The brackish water that we drink
Creeps with a loathsome slime,
And the bitter bread they weigh in scales
Is full of chalk and lime,
And Sleep will not lie down, but walks
Wild-eyed and cries to Time.

And,

“For they starve the little frightened child
Till it weeps both night and day:
And they scourge the weak, and flog the fool,
And gibe the old and grey,
And some grow mad, and all grow bad,
And none a word may say.”

And,

“Each narrow cell in which we dwell
Is foul and dark latrine,
And the fetid breath of living Death
Chokes up each grated screen”

Wilde began to have a revelation of the Truth during his punishment. That revelation always begins with an understanding of one’s own sin, and so it did with Wilde, also, for he acknowledges it in the following verses:

And we forgot the bitter lot
That waits for fool and knave,

And,

And the iron gin that waits for Sin
Had caught us in its snare.

And,

And once, or twice, to throw the dice
Is a gentlemanly game,
But he does not win who plays with Sin
In the secret House of Shame.”

Noting the need he had for forgiveness, Wilde goes on to preach the Gospel through this ballad. Men who were once hardened, such as himself, are now praying to God:

“The Warders with their shoes of felt
Crept by each padlocked door,
And peeped and saw, with eyes of awe,
Grey figures on the floor,
And wondered why men knelt to pray
Who never prayed before.”

In Wilde’s play, The Importance of Being Earnest, much of the comedy revolves around the protagonist seeking to change his identity in unsavory parts of town where he indulges in sin. Perhaps the next stanza is an allusion to this, where we read “lives more lives than one.”

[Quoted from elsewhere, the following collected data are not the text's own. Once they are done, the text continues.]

use std::fmt;

use crate::transport::TransportError;

#[derive(Debug, Clone, PartialEq, Eq)]
pub enum StoreError {
    LockPoisoned(&'static str),
    /// The id is not in the collection. Treated as a caller bug or a race
    /// (entity archived elsewhere); callers null-check and abort gracefully.
    NotFound {
        collection: &'static str,
        id: String,
    },
    /// A read-path fetch failed; the previous collection state is untouched.
    Fetch(TransportError),
    /// A save failed after the commit already marked the record clean; the
    /// optimistic value is still in place and only an explicit rollback
    /// restores the baseline.
    Save(TransportError),
}

impl fmt::Display for StoreError {
    fn fmt(&self, f: &mut fmt::Formatter<'_>) -> fmt::Result {
        match self {
            StoreError::LockPoisoned(operation) => {
                write!(f, "store lock poisoned during {}", operation)
            }
            StoreError::NotFound { collection, id } => {
                write!(f, "{} entity {} not found in store", collection, id)
            }
            StoreError::Fetch(err) => write!(f, "fetch failed: {}", err),
            StoreError::Save(err) => write!(f, "save failed: {}", err),
        }
    }
}

impl std::error::Error for StoreError {}
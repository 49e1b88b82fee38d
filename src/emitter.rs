//! ChangeEmitter - Subscribe/publish surface for store change notification.
//!
//! Core logic depends on this thin wrapper rather than any reactivity
//! runtime; UI-equivalent consumers register listeners per topic and receive
//! the affected entity id as the payload.

use std::sync::{Arc, Mutex};

use event_emitter_rs::EventEmitter;

/// Topic names published by [`crate::Store`].
pub mod topics {
    /// A Record was added to the collection (query result or local create).
    pub const RECORD_ADDED: &str = "record.added";
    /// A Record's draft was committed.
    pub const RECORD_COMMITTED: &str = "record.committed";
    /// A Record's draft was rolled back to its baseline.
    pub const RECORD_ROLLED_BACK: &str = "record.rolled_back";
    /// A Record was overwritten with fresh server truth.
    pub const RECORD_INVALIDATED: &str = "record.invalidated";
    /// A Record's temporary id was swapped for a server-assigned id.
    pub const RECORD_REKEYED: &str = "record.rekeyed";
    /// A Record was removed from the collection.
    pub const RECORD_REMOVED: &str = "record.removed";
    /// A full-collection fetch completed and replaced the collection.
    pub const STORE_LOADED: &str = "store.loaded";
}

/// Shared event emitter. Clone-friendly via Arc; emission is best-effort
/// (a poisoned listener lock drops the notification rather than failing the
/// store operation that triggered it).
#[derive(Clone)]
pub struct ChangeEmitter {
    inner: Arc<Mutex<EventEmitter>>,
}

impl Default for ChangeEmitter {
    fn default() -> Self {
        Self::new()
    }
}

impl ChangeEmitter {
    pub fn new() -> Self {
        ChangeEmitter {
            inner: Arc::new(Mutex::new(EventEmitter::new())),
        }
    }

    /// Register a listener for a topic. The listener receives the entity id
    /// (or the collection key for store-level topics).
    pub fn on<F>(&self, topic: &str, listener: F)
    where
        F: Fn(String) + Send + Sync + 'static,
    {
        if let Ok(mut emitter) = self.inner.lock() {
            emitter.on(topic, listener);
        }
    }

    /// Publish a topic with the given subject id.
    pub fn emit(&self, topic: &str, subject: &str) {
        if let Ok(mut emitter) = self.inner.lock() {
            emitter.emit(topic, subject.to_string());
        }
    }
}

#[cfg(test)]
mod tests {
    use super::*;
    use std::sync::mpsc;

    #[test]
    fn listener_receives_subject() {
        let emitter = ChangeEmitter::new();
        let (tx, rx) = mpsc::channel::<String>();
        emitter.on(topics::RECORD_ADDED, move |id: String| {
            tx.send(id).unwrap();
        });

        emitter.emit(topics::RECORD_ADDED, "org-1");
        assert_eq!(rx.recv().unwrap(), "org-1");
    }

    #[test]
    fn clones_share_listeners() {
        let emitter = ChangeEmitter::new();
        let clone = emitter.clone();
        let (tx, rx) = mpsc::channel::<String>();
        emitter.on(topics::RECORD_REMOVED, move |id: String| {
            tx.send(id).unwrap();
        });

        clone.emit(topics::RECORD_REMOVED, "org-2");
        assert_eq!(rx.recv().unwrap(), "org-2");
    }
}
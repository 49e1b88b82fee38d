use serde::{Deserialize, Serialize};
use syncstore::Payload;

#[derive(Clone, Debug, PartialEq, Serialize, Deserialize)]
pub struct Organization {
    pub id: String,
    pub name: String,
    pub domain: String,
}

impl Payload for Organization {
    const COLLECTION: &'static str = "organizations";
    fn id(&self) -> &str {
        &self.id
    }
}

impl Organization {
    pub fn new(id: &str, name: &str) -> Self {
        Organization {
            id: id.to_string(),
            name: name.to_string(),
            domain: format!("{}.com", name.to_lowercase()),
        }
    }
}

#[derive(Clone, Debug, PartialEq, Serialize, Deserialize)]
pub struct OpportunityTask {
    pub id: String,
    pub subject: String,
    pub organization_id: String,
}

impl Payload for OpportunityTask {
    const COLLECTION: &'static str = "tasks";
    fn id(&self) -> &str {
        &self.id
    }
}

impl OpportunityTask {
    pub fn new(id: &str, subject: &str, organization_id: &str) -> Self {
        OpportunityTask {
            id: id.to_string(),
            subject: subject.to_string(),
            organization_id: organization_id.to_string(),
        }
    }
}
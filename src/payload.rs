//! Payload - Typed entity payloads keyed by a stable string id.

use std::fmt;
use std::sync::atomic::{AtomicU64, Ordering};

use serde::de::DeserializeOwned;
use serde::Serialize;

/// A server-shaped entity payload owned by a [`crate::Store`].
///
/// One implementation per entity type. `COLLECTION` is the type key used by
/// the registry and to derive transport documents (e.g. `"organizations"`),
/// and `id()` is the identity accessor over the payload's own fields.
pub trait Payload:
    Clone + fmt::Debug + PartialEq + Serialize + DeserializeOwned + Send + Sync + 'static
{
    /// Collection/type key, unique across the application.
    const COLLECTION: &'static str;

    /// Stable string id. Empty only before an id has been assigned.
    fn id(&self) -> &str;
}

static NEXT_TEMP_ID: AtomicU64 = AtomicU64::new(1);

/// Generate a process-unique temporary id for an optimistically created
/// entity that has not yet been saved. Swapped for the server-assigned id
/// via [`crate::Store::rekey`] after the first successful save.
pub fn temp_id() -> String {
    let id = NEXT_TEMP_ID.fetch_add(1, Ordering::Relaxed);
    format!("tmp-{}", id)
}

/// Whether an id was produced by [`temp_id`] and still awaits a server id.
pub fn is_temp_id(id: &str) -> bool {
    id.starts_with("tmp-")
}
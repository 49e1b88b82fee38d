//! Session - Root aggregator composing stores, transport, and UI feedback.

use std::sync::{Arc, Mutex};

use crate::payload::Payload;
use crate::registry::{RegistryError, StoreRegistry};
use crate::service::EntityService;
use crate::store::Store;
use crate::transport::Transport;

/// Severity of a user-visible toast.
#[derive(Clone, Copy, Debug, PartialEq, Eq)]
pub enum ToastLevel {
    Success,
    Error,
}

/// One transient user-visible notification.
#[derive(Clone, Debug, PartialEq, Eq)]
pub struct Toast {
    pub level: ToastLevel,
    pub message: String,
}

/// Buffered toast sink. Usecase-level code pushes outcomes here and the UI
/// shell drains them; losing a toast (poisoned lock) is preferable to
/// failing the operation that produced it.
#[derive(Clone, Default)]
pub struct UiFeedback {
    buffer: Arc<Mutex<Vec<Toast>>>,
}

impl UiFeedback {
    pub fn new() -> Self {
        UiFeedback::default()
    }

    pub fn success(&self, message: impl Into<String>) {
        self.push(ToastLevel::Success, message.into());
    }

    pub fn error(&self, message: impl Into<String>) {
        self.push(ToastLevel::Error, message.into());
    }

    fn push(&self, level: ToastLevel, message: String) {
        if let Ok(mut buffer) = self.buffer.lock() {
            buffer.push(Toast { level, message });
        }
    }

    /// Take all pending toasts, oldest first.
    pub fn drain(&self) -> Vec<Toast> {
        self.buffer
            .lock()
            .map(|mut buffer| buffer.drain(..).collect())
            .unwrap_or_default()
    }

    pub fn is_empty(&self) -> bool {
        self.buffer
            .lock()
            .map(|buffer| buffer.is_empty())
            .unwrap_or(true)
    }
}

/// Single object the application composes at startup: one transport, one
/// registry of per-type stores, one toast sink.
///
/// `store::<P>()` registers lazily on first access so unrelated callers
/// share the same collection without threading every store through every
/// constructor. Cross-entity lookups (a task reaching its opportunity's
/// store) go through the same call.
#[derive(Clone)]
pub struct Session {
    transport: Arc<dyn Transport>,
    registry: Arc<StoreRegistry>,
    ui: UiFeedback,
}

impl Session {
    pub fn new(transport: Arc<dyn Transport>) -> Self {
        Session {
            transport,
            registry: Arc::new(StoreRegistry::new()),
            ui: UiFeedback::new(),
        }
    }

    /// The per-type Store, created and registered on first access.
    pub fn store<P: Payload>(&self) -> Result<Store<P>, RegistryError> {
        if !self.registry.has(P::COLLECTION) {
            match self.registry.register(Store::<P>::new(Arc::clone(&self.transport))) {
                Ok(()) => {}
                // Benign: another caller registered between has() and here.
                Err(RegistryError::Duplicate(_)) => {}
                Err(err) => return Err(err),
            }
        }
        self.registry.get::<P>()
    }

    /// A typed service over this session's transport.
    pub fn service<P: Payload>(&self) -> EntityService<P> {
        EntityService::new(Arc::clone(&self.transport))
    }

    pub fn registry(&self) -> &StoreRegistry {
        &self.registry
    }

    pub fn ui(&self) -> &UiFeedback {
        &self.ui
    }

    /// Empty every store on logout or tenant switch. Registrations (and
    /// therefore listeners) survive; only data is dropped.
    pub fn reset(&self) -> Result<(), RegistryError> {
        self.registry.clear_all()
    }
}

And the wild regrets, and the bloody sweats,
None knew so well as I:
For he who lives more lives than one
More deaths than one must die.

For who can say by what strange way,
Christ brings his will to light,
Since the barren staff the pilgrim bore
Bloomed in the great Pope’s sight?

Wilde also discerned that the Chaplain was a religious hypocrite, who had missed the truth of Jesus and had no understanding of grace and forgiveness of sin:

“So never will wine-red rose or white,
Petal by petal, fall
On that stretch of mud and sand that lies
By the hideous prison-wall,
To tell the men who tramp the yard
That God’s Son died for all.

"The Chaplain would not kneel to pray
By his dishonoured grave:
Nor mark it with that blessed Cross
That Christ for sinners gave,
Because the man was one of those
Whom Christ came down to save.”

Next he declares the goodness of God, in spite of his current situation:

“And some men curse, and some men weep,
And some men make no moan:
But God’s eternal Laws are kind
And break the heart of stone.”

Wilde also realizes that it takes a broken heart ? broken over one’s own sin as well as the sin of the world, to predispose a person to accept Jesus as his or her Savior:

“And every human heart that breaks,
In prison-cell or yard,
Is as that broken box that gave
Its treasure to the Lord,
And filled the unclean leper’s house
With the scent of costliest nard.”

Finally he declares the truth that God offers a pardon through the death of Christ, and that this is the only way that one might be cleansed from sin:

“Ah! happy they whose hearts can break
And peace of pardon win!
How else may man make straight his plan
And cleanse his soul from Sin?
How else but through a broken heart
May Lord Christ enter in?

"?And a broken and a contrite heart
The Lord will not despise.”

Wilde also realized the efficacy of the Blood of Christ. In Hebrews 9:22 we read: “And according to the law almost all things are purified with blood, and without shedding of blood there is no remission.” Wilde writes, in accordance with this Scripture:

“For only blood can wipe out blood,
And only tears can heal:
And the crimson stain that was of Cain
Became Christ’s snow-white seal.”

And Such Were Some of You

In the Corinthian church there were homosexuals who had been cleansed and saved. Paul tells us clearly:

“Do you not know that the unrighteous will not inherit the kingdom of God? Do not be deceived. Neither fornicators, nor idolaters, nor adulterers, nor homosexuals, nor sodomites, nor thieves, nor covetous, nor drunkards, nor revilers, nor extortioners will inherit the kingdom of God. And such were some of you. But you were washed, but you were sanctified, but you were justified in the name of the Lord Jesus and by the Spirit of our God.” 1Corinthians 6:9-11 (NKJV)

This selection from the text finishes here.